** Data records **
>>>

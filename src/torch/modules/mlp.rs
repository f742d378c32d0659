//! Multi-layer perceptron
use super::{Linear, LinearConfig};
use serde::{Deserialize, Serialize};
use std::iter;
use tch::{nn::Path, Tensor};

/// Configuration for the [`Mlp`] module.
#[derive(Debug, Clone, PartialEq, Serialize, Deserialize)]
pub struct MlpConfig {
    /// Sizes of the hidden layers
    pub hidden_sizes: Vec<usize>,
    /// Dropout probability after each hidden activation.
    pub dropout: f64,
    /// Configuration for the linear layers
    pub linear_config: LinearConfig,
}

impl Default for MlpConfig {
    fn default() -> Self {
        Self {
            hidden_sizes: vec![128],
            dropout: 0.0,
            linear_config: LinearConfig::default(),
        }
    }
}

impl MlpConfig {
    pub fn build(&self, path: &Path, in_dim: usize, out_dim: usize) -> Mlp {
        Mlp::new(path, in_dim, out_dim, self)
    }
}

/// Multi-layer perceptron with ReLU hidden activations.
#[derive(Debug)]
pub struct Mlp {
    layers: Vec<Linear>,
    dropout: f64,
}

impl Mlp {
    pub fn new(path: &Path, in_dim: usize, out_dim: usize, config: &MlpConfig) -> Self {
        let in_dims = iter::once(&in_dim).chain(&config.hidden_sizes);
        let out_dims = config.hidden_sizes.iter().chain(iter::once(&out_dim));
        let layers = in_dims
            .zip(out_dims)
            .enumerate()
            .map(|(i, (&in_, &out_))| config.linear_config.build(&(path / format!("layer_{}", i)), in_, out_))
            .collect();
        Self {
            layers,
            dropout: config.dropout,
        }
    }

    pub fn forward(&self, input: &Tensor, train: bool) -> Tensor {
        let mut iter_layers = self.layers.iter();
        let mut hidden = iter_layers
            .next()
            .expect("must have >= 1 layers by construction")
            .forward(input);
        for layer in iter_layers {
            hidden = hidden.relu().dropout(self.dropout, train);
            hidden = layer.forward(&hidden);
        }
        hidden
    }
}

#[cfg(test)]
mod tests {
    use super::*;
    use tch::{nn, Device, Kind};

    #[test]
    fn forward_shape() {
        let vs = nn::VarStore::new(Device::Cpu);
        let config = MlpConfig {
            hidden_sizes: vec![5, 4],
            dropout: 0.5,
            ..MlpConfig::default()
        };
        let mlp = config.build(&vs.root(), 3, 1);
        let input = Tensor::randn(&[7, 3], (Kind::Float, Device::Cpu));
        assert_eq!(mlp.forward(&input, true).size(), vec![7, 1]);
        assert_eq!(vs.trainable_variables().len(), 6);
    }

    #[test]
    fn eval_is_deterministic() {
        let vs = nn::VarStore::new(Device::Cpu);
        let mlp = MlpConfig {
            dropout: 0.5,
            ..MlpConfig::default()
        }
        .build(&vs.root(), 3, 2);
        let input = Tensor::randn(&[4, 3], (Kind::Float, Device::Cpu));
        assert_eq!(mlp.forward(&input, false), mlp.forward(&input, false));
    }
}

<<<

** WORK TASK **
Print the records above again, every one, exactly as written.

** EXERCISE OUTPUT **
filename src/torch/modules/mlp.rs
repository f742d378c32d0659
//! Multi-layer perceptron
use super::{Linear, LinearConfig};
use serde::{Deserialize, Serialize};
use std::iter;
use tch::{nn::Path, Tensor};

/// Configuration for the [`Mlp`] module.
#[derive(Debug, Clone, PartialEq, Serialize, Deserialize)]
pub struct MlpConfig {
    /// Sizes of the hidden layers
    pub hidden_sizes: Vec<usize>,
    /// Dropout probability after each hidden activation.
    pub dropout: f64,
    /// Configuration for the linear layers
    pub linear_config: LinearConfig,
}

impl Default for MlpConfig {
    fn default() -> Self {
        Self {
            hidden_sizes: vec![128],
            dropout: 0.0,
            linear_config: LinearConfig::default(),
        }
    }
}

impl MlpConfig {
    pub fn build(&self, path: &Path, in_dim: usize, out_dim: usize) -> Mlp {
        Mlp::new(path, in_dim, out_dim, self)
    }
}

/// Multi-layer perceptron with ReLU hidden activations.
#[derive(Debug)]
pub struct Mlp {
    layers: Vec<Linear>,
    dropout: f64,
}

impl Mlp {
    pub fn new(path: &Path, in_dim: usize, out_dim: usize, config: &MlpConfig) -> Self {
        let in_dims = iter::once(&in_dim).chain(&config.hidden_sizes);
        let out_dims = config.hidden_sizes.iter().chain(iter::once(&out_dim));
        let layers = in_dims
            .zip(out_dims)
            .enumerate()
            .map(|(i, (&in_, &out_))| config.linear_config.build(&(path / format!("layer_{}", i)), in_, out_))
            .collect();
        Self {
            layers,
            dropout: config.dropout,
        }
    }

    pub fn forward(&self, input: &Tensor, train: bool) -> Tensor {
        let mut iter_layers = self.layers.iter();
        let mut hidden = iter_layers
            .next()
            .expect("must have >= 1 layers by construction")
            .forward(input);
        for layer in iter_layers {
            hidden = hidden.relu().dropout(self.dropout, train);
            hidden = layer.forward(&hidden);
        }
        hidden
    }
}

#[cfg(test)]
mod tests {
    use super::*;
    use tch::{nn, Device, Kind};

    #[test]
    fn forward_shape() {
        let vs = nn::VarStore::new(Device::Cpu);
        let config = MlpConfig {
            hidden_sizes: vec![5, 4],
            dropout: 0.5,
            ..MlpConfig::default()
        };
        let mlp = config.build(&vs.root(), 3, 1);
        let input = Tensor::randn(&[7, 3], (Kind::Float, Device::Cpu));
        assert_eq!(mlp.forward(&input, true).size(), vec![7, 1]);
        assert_eq!(vs.trainable_variables().len(), 6);
    }

    #[test]
    fn eval_is_deterministic() {
        let vs = nn::VarStore::new(Device::Cpu);
        let mlp = MlpConfig {
            dropout: 0.5,
            ..MlpConfig::default()
        }
        .build(&vs.root(), 3, 2);
        let input = Tensor::randn(&[4, 3], (Kind::Float, Device::Cpu));
        assert_eq!(mlp.forward(&input, false), mlp.forward(&input, false));
    }
}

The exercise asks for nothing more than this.